At the highest level, some 23 years after Netscape Navigator 1.0 came out, the way we interact with a browser is pretty much the same as it ever was; we open it, poke around it and close it. Sure, we poke around a lot more things, and they’re way cooler and have a lot more people on far end of them but… for the most part, that’s it.

That was all that you could do in the 90’s, because that’s pretty much all that interacting with the web of the 90’s could let you do. The nature of the Web has changed profoundly since then, and like I’ve said before, the web is everywhere and in everything now. But despite that, and the fact that browsers are very different beasts now than they were when the Web was taking its first tentative steps, that high-level interaction model has stayed pretty much the same.

But if the web is everywhere and in everything, then an interaction that involves opening an app, looking through it and closing it again seems incredibly antiquated, like you’re looking out a porthole in the side of a steamship. Even the name is telling: you don’t “browse” the web anymore. You engage with it, you interact with it, and with people, groups and businesses through it.

Another way to say that is the next generation of web browser won’t look like a browser at all: it will be a service.

More specifically I think the next generation of what we currently call a web browser will be a hybrid web-access service; like the current Web, it lives partly on a machine somewhere and partly on whatever device or devices are next to you, and act as the intermediary – the user agent – that keeps you connected you to this modern, always-on Web.

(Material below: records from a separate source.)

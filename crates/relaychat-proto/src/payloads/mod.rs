//! Typed payloads carried in [`crate::Frame::data`].
//!
//! - [`chat`]: chat messages (broadcast, private, system) and send requests
//! - [`presence`]: users and join/leave notices
//! - [`session`]: login, room selection, and transport lifecycle payloads

pub mod chat;
pub mod presence;
pub mod session;
//! Composer validation.
//!
//! Rules for what the user may submit: chat text, login names, room names and
//! file attachments. Attachments are never uploaded; a validated file becomes
//! a one-line label sent as an ordinary chat message.

use thiserror::Error;

/// Longest chat message, in characters.
pub const MAX_MESSAGE_LEN: usize = 500;

/// Longest username, in characters.
pub const MAX_USERNAME_LEN: usize = 20;

/// Largest attachable file.
pub const MAX_ATTACHMENT_BYTES: u64 = 5 * 1024 * 1024;

/// MIME types that may be attached.
pub const ALLOWED_MIME_TYPES: [&str; 5] =
    ["image/jpeg", "image/png", "image/gif", "application/pdf", "text/plain"];

/// Rejected composer input.
#[derive(Debug, Clone, Error, PartialEq, Eq)]
pub enum ComposeError {
    /// Nothing left after trimming.
    #[error("{0} is empty")]
    Empty(&'static str),

    /// Over the length limit.
    #[error("{field} is {len} characters, limit is {max}")]
    TooLong {
        /// What was being validated.
        field: &'static str,
        /// Length after trimming.
        len: usize,
        /// Limit.
        max: usize,
    },
}

/// Rejected attachment.
#[derive(Debug, Clone, Error, PartialEq, Eq)]
pub enum AttachmentError {
    /// File is over [`MAX_ATTACHMENT_BYTES`].
    #[error("file is {size} bytes, limit is {max}")]
    TooLarge {
        /// File size.
        size: u64,
        /// Limit.
        max: u64,
    },

    /// MIME type not in [`ALLOWED_MIME_TYPES`].
    #[error("file type {0} is not supported")]
    UnsupportedType(String),
}

/// Metadata of a file the user wants to attach.
#[derive(Debug, Clone, PartialEq, Eq)]
pub struct FileInfo {
    /// Display name.
    pub name: String,
    /// Size in bytes.
    pub size: u64,
    /// MIME type.
    pub mime: String,
}

fn bounded<'a>(field: &'static str, text: &'a str, max: usize) -> Result<&'a str, ComposeError> {
    let trimmed = text.trim();
    if trimmed.is_empty() {
        return Err(ComposeError::Empty(field));
    }

    let len = trimmed.chars().count();
    if len > max {
        return Err(ComposeError::TooLong { field, len, max });
    }

    Ok(trimmed)
}

/// Validate chat text. Returns the trimmed text.
pub fn message(text: &str) -> Result<&str, ComposeError> {
    bounded("message", text, MAX_MESSAGE_LEN)
}

/// Validate a login name. Returns the trimmed name.
pub fn username(text: &str) -> Result<&str, ComposeError> {
    bounded("username", text, MAX_USERNAME_LEN)
}

/// Validate a room name. Returns the trimmed name.
pub fn room_name(text: &str) -> Result<&str, ComposeError> {
    let room = text.trim();
    if room.is_empty() { Err(ComposeError::Empty("room name")) } else { Ok(room) }
}

/// Build the chat label for an attachment, e.g. `[FILE] notes.txt (1.5KB)`.
pub fn attachment_label(file: &FileInfo) -> Result<String, AttachmentError> {
    if file.size > MAX_ATTACHMENT_BYTES {
        return Err(AttachmentError::TooLarge { size: file.size, max: MAX_ATTACHMENT_BYTES });
    }
    if !ALLOWED_MIME_TYPES.contains(&file.mime.as_str()) {
        return Err(AttachmentError::UnsupportedType(file.mime.clone()));
    }

    let kib = file.size as f64 / 1024.0;
    Ok(format!("[FILE] {} ({kib:.1}KB)", file.name))
}

#[cfg(test)]
mod tests {
    use super::*;

    fn file(name: &str, size: u64, mime: &str) -> FileInfo {
        FileInfo { name: name.into(), size, mime: mime.into() }
    }

    #[test]
    fn message_is_trimmed() {
        assert_eq!(message("  hi there \n"), Ok("hi there"));
    }

    #[test]
    fn blank_message_rejected() {
        assert_eq!(message(" \t "), Err(ComposeError::Empty("message")));
    }

    #[test]
    fn message_limit_counts_characters() {
        let at_limit = "é".repeat(MAX_MESSAGE_LEN);
        assert!(message(&at_limit).is_ok());

        let over = "x".repeat(MAX_MESSAGE_LEN + 1);
        assert_eq!(
            message(&over),
            Err(ComposeError::TooLong { field: "message", len: 501, max: 500 })
        );
    }

    #[test]
    fn username_limit() {
        assert_eq!(username(" alice "), Ok("alice"));
        assert!(matches!(username(&"a".repeat(21)), Err(ComposeError::TooLong { .. })));
    }

    #[test]
    fn attachment_label_format() {
        assert_eq!(
            attachment_label(&file("notes.txt", 1536, "text/plain")),
            Ok("[FILE] notes.txt (1.5KB)".to_string())
        );
        assert_eq!(
            attachment_label(&file("cat.png", 100, "image/png")),
            Ok("[FILE] cat.png (0.1KB)".to_string())
        );
    }

    #[test]
    fn attachment_limits() {
        assert_eq!(
            attachment_label(&file("big.pdf", MAX_ATTACHMENT_BYTES + 1, "application/pdf")),
            Err(AttachmentError::TooLarge { size: MAX_ATTACHMENT_BYTES + 1, max: MAX_ATTACHMENT_BYTES })
        );
        assert!(attachment_label(&file("max.pdf", MAX_ATTACHMENT_BYTES, "application/pdf")).is_ok());
        assert_eq!(
            attachment_label(&file("a.zip", 10, "application/zip")),
            Err(AttachmentError::UnsupportedType("application/zip".into()))
        );
    }
}
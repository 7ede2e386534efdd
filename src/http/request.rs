//! Request identification.
//!
//! # Responsibilities
//! - Generate a UUID v4 request id when the caller did not send one
//! - Echo the id back on the response
//! - Expose the id to handlers for structured logs

use axum::http::{HeaderMap, HeaderValue, Request};
use tower_http::request_id::{
    MakeRequestId, PropagateRequestIdLayer, RequestId, SetRequestIdLayer,
};
use uuid::Uuid;

/// Header carrying the request id.
pub const X_REQUEST_ID: &str = "x-request-id";

/// Generates UUID v4 request ids.
#[derive(Debug, Clone, Copy, Default)]
pub struct UuidRequestId;

impl MakeRequestId for UuidRequestId {
    fn make_request_id<B>(&mut self, _request: &Request<B>) -> Option<RequestId> {
        HeaderValue::from_str(&Uuid::new_v4().to_string())
            .ok()
            .map(RequestId::new)
    }
}

/// Layer assigning an id to every incoming request.
pub fn set_request_id_layer() -> SetRequestIdLayer<UuidRequestId> {
    SetRequestIdLayer::x_request_id(UuidRequestId)
}

/// Layer copying the request id onto the response.
pub fn propagate_request_id_layer() -> PropagateRequestIdLayer {
    PropagateRequestIdLayer::x_request_id()
}

/// Read the request id from headers.
pub trait RequestIdExt {
    fn request_id(&self) -> &str;
}

impl RequestIdExt for HeaderMap {
    fn request_id(&self) -> &str {
        self.get(X_REQUEST_ID)
            .and_then(|v| v.to_str().ok())
            .unwrap_or("unknown")
    }
}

The app model is almost, kind-of-partway there, but in so many ways it makes life more complicated and less interesting than it needs to be. For the most part, apps only ever want to connect you to one place or set of people. Maybe that’s fine and that’s where your people are. But maybe you have to juggle a bunch of different communities in your life across a bunch of apps that go out of their way to keep those communities from discovering each other, and they all seem to want different slices of your life, your time and data depending on what the ad revenue people think is trendy this week. And because companies want to cover their bases you end up with these strange brands-pretending-to-be-people everywhere. It’s a mess, and having to juggle a bunch of different apps and communities doesn’t make a ton of sense when we’ve already got a reliable way of shipping safe, powerful software on demand.

I think the right – and probably next – thing is to push that complexity away from their device, to this user-agent-as-a-service living out there on a serverin the cloud somewhere, just sitting there patiently paying attention. Notifications – a superset of messaging, and the other part of this picture – can come from anywhere and be anything, because internet, but your Agent can decide whether forward them on directly, filter or bounce them, as you like. And if you decide to go out there and get something – a video, a file, a page, whatever, then your Agent can do all sorts of interesting work for you in-flight. Maybe you want ad filtering, maybe you paid for an antivirus service to give that file a once-over, maybe your employer has security protocols in place to add X or strip out Y. There’s lots of room there for competing notification services, agent providers and in-agent services, a marketplace of ideas-that-are-also-machines.

There’s a couple of things that browsers, for all their warts and dated ideas, do better than any app or monolithic service; most of those have to do with user intent, the desire for safety and privacy, but also the desires for novelty, variety and unique humanity. I’ve talked about this before, the idea of engineering freedom in depth. I still think it’s possible to build human-facing systems that can – without compromise – mitigate the possibility of harm, and mount a positive defense of the scope of the possible. And I think maybe this is one way to do that.